Exercise - Using the material below, print the line that contains "let rot = masked.wrapping_sub(MASK_DELTA);", the line that contains "for a block.", and every line in between, exactly and nothing else.

Records for the exercise Block Start

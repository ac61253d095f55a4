//! Block and footer checksums.
//!
//! Every persisted block carries a 5-byte trailer: a compression-type
//! byte followed by a 4-byte checksum computed over the block contents
//! *and* that type byte.  Four checksum functions are supported, selected
//! by the table's checksum-type byte and identified on the wire by the
//! values of [`ChecksumKind`].
//!
//! # Masked CRC32C
//!
//! The default function is CRC-32 with the Castagnoli polynomial, stored
//! in *masked* form so that checksumming a buffer that itself contains
//! an embedded CRC stays well-behaved:
//!
//! ```text
//! mask(crc)   = ((crc >> 15) | (crc << 17)) + 0xA282EAD8
//! unmask(m)   = rot = m - 0xA282EAD8; (rot >> 17) | (rot << 15)
//! ```
//!
//! # XXH3 and the last-byte fold
//!
//! XXH3 checksums hash the block contents *without* the trailing type
//! byte and then fold that byte in separately:
//!
//! ```text
//! v = low32(XXH3_64(data)); v ^= last_byte * 0x6B9083D9
//! ```
//!
//! # Context checksums (format version 6)
//!
//! Version-6 tables additionally mix the block's file offset into every
//! stored checksum through a per-file base value, so a block (or footer)
//! copied to the wrong offset fails verification:
//!
//! ```text
//! modifier(base, offset) = 0                          if base == 0
//!                        = base ^ (lo32(offset) + hi32(offset))
//! stored = computed + modifier          (wrapping arithmetic)
//! ```

#[cfg(test)]
mod tests;

use thiserror::Error;

/// Mask delta applied to CRC32C values before they are stored.
const MASK_DELTA: u32 = 0xa282_ead8;

/// Multiplier used to fold a block's final byte into an XXH3 checksum.
const LAST_BYTE_PRIME: u32 = 0x6b90_83d9;

// ------------------------------------------------------------------------------------------------
// Error type
// ------------------------------------------------------------------------------------------------

/// Checksum verification failure.
#[derive(Debug, Error)]
#[error("checksum mismatch (stored {stored:#010x}, computed {computed:#010x})")]
pub struct ChecksumMismatch {
    /// Checksum read from disk.
    pub stored: u32,
    /// Checksum recomputed from the data.
    pub computed: u32,
}

// ------------------------------------------------------------------------------------------------
// Checksum kinds
// ------------------------------------------------------------------------------------------------

/// On-wire checksum function identifiers.
#[derive(Debug, Clone, Copy, PartialEq, Eq)]
#[repr(u8)]
pub enum ChecksumKind {
    /// No checksum; stored value is always zero.
    None = 0,
    /// Masked CRC-32 (Castagnoli polynomial). The default.
    Crc32c = 1,
    /// 32-bit XXHash, seed 0.
    XxHash = 2,
    /// 64-bit XXHash, seed 0, truncated to the low 32 bits.
    XxHash64 = 3,
    /// XXH3 (64-bit), truncated, with the last-byte fold.
    Xxh3 = 4,
}

impl ChecksumKind {
    /// Decodes a checksum-type byte from a footer or options snapshot.
    pub fn from_wire(byte: u8) -> Option<Self> {
        match byte {
            0 => Some(Self::None),
            1 => Some(Self::Crc32c),
            2 => Some(Self::XxHash),
            3 => Some(Self::XxHash64),
            4 => Some(Self::Xxh3),
            _ => None,
        }
    }
}

// ------------------------------------------------------------------------------------------------
// Masked CRC32C
// ------------------------------------------------------------------------------------------------

/// Raw CRC32C over `data`.
#[inline]
pub fn crc32c_value(data: &[u8]) -> u32 {
    crc32c::crc32c(data)
}

/// Masks a raw CRC so it can safely be stored inside checksummed data.
#[inline]
pub fn mask_crc(crc: u32) -> u32 {
    ((crc >> 15) | (crc << 17)).wrapping_add(MASK_DELTA)
}

/// Inverse of [`mask_crc`].
#[inline]
pub fn unmask_crc(masked: u32) -> u32 {
    let rot = masked.wrapping_sub(MASK_DELTA);
    (rot >> 17) | (rot << 15)
}

/// Masked CRC32C over the concatenation of `parts`.
pub fn masked_crc32c(parts: &[&[u8]]) -> u32 {
    let mut crc = 0u32;
    for part in parts {
        crc = crc32c::crc32c_append(crc, part);
    }
    mask_crc(crc)
}

// ------------------------------------------------------------------------------------------------
// Block checksums
// ------------------------------------------------------------------------------------------------

/// Computes the trailer checksum for a block.
///
/// `data` is the (possibly compressed) block payload and `last_byte` the
/// compression-type byte that follows it on disk.  CRC32C and the XXHash
/// family hash `data ‖ last_byte`; XXH3 hashes `data` alone and folds the
/// final byte in arithmetically (see the module docs).
pub fn block_checksum(kind: ChecksumKind, data: &[u8], last_byte: u8) -> u32 {
    match kind {
        ChecksumKind::None => 0,
        ChecksumKind::Crc32c => {
            let crc = crc32c::crc32c_append(crc32c::crc32c(data), &[last_byte]);
            mask_crc(crc)
        }
        ChecksumKind::XxHash => {
            let mut buf = Vec::with_capacity(data.len() + 1);
            buf.extend_from_slice(data);
            buf.push(last_byte);
            xxhash_rust::xxh32::xxh32(&buf, 0)
        }
        ChecksumKind::XxHash64 => {
            let mut buf = Vec::with_capacity(data.len() + 1);
            buf.extend_from_slice(data);
            buf.push(last_byte);
            xxhash_rust::xxh64::xxh64(&buf, 0) as u32
        }
        ChecksumKind::Xxh3 => {
            let v = xxhash_rust::xxh3::xxh3_64(data) as u32;
            modify_for_last_byte(v, last_byte)
        }
    }
}

/// Folds a final byte into an already-computed XXH3 checksum.
#[inline]
pub fn modify_for_last_byte(checksum: u32, last_byte: u8) -> u32 {
    checksum ^ u32::from(last_byte).wrapping_mul(LAST_BYTE_PRIME)
}

// ------------------------------------------------------------------------------------------------
// Context checksums (format version 6)
// ------------------------------------------------------------------------------------------------

/// Offset-dependent modifier added to version-6 checksums.
///
/// A zero `base` disables context checksums entirely, which keeps files
/// written without a base verifiable by the same code path.
#[inline]
pub fn context_modifier(base: u32, offset: u64) -> u32 {
    if base == 0 {
        0
    } else {
        base ^ ((offset as u32).wrapping_add((offset >> 32) as u32))
    }
}

/// Verifies a stored checksum, optionally context-adjusted.
pub fn verify_block_checksum(
    kind: ChecksumKind,
    data: &[u8],
    last_byte: u8,
    stored: u32,
    context_base: u32,
    offset: u64,
) -> Result<(), ChecksumMismatch> {
    if kind == ChecksumKind::None {
        return Ok(());
    }
    let computed =
        block_checksum(kind, data, last_byte).wrapping_add(context_modifier(context_base, offset));
    if computed != stored {
        return Err(ChecksumMismatch { stored, computed });
    }
    Ok(())
}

Records for the exercise Block End

Task result -
    let rot = masked.wrapping_sub(MASK_DELTA);
    (rot >> 17) | (rot << 15)
}

/// Masked CRC32C over the concatenation of `parts`.
pub fn masked_crc32c(parts: &[&[u8]]) -> u32 {
    let mut crc = 0u32;
    for part in parts {
        crc = crc32c::crc32c_append(crc, part);
    }
    mask_crc(crc)
}

// ------------------------------------------------------------------------------------------------
// Block checksums
// ------------------------------------------------------------------------------------------------

/// Computes the trailer checksum for a block.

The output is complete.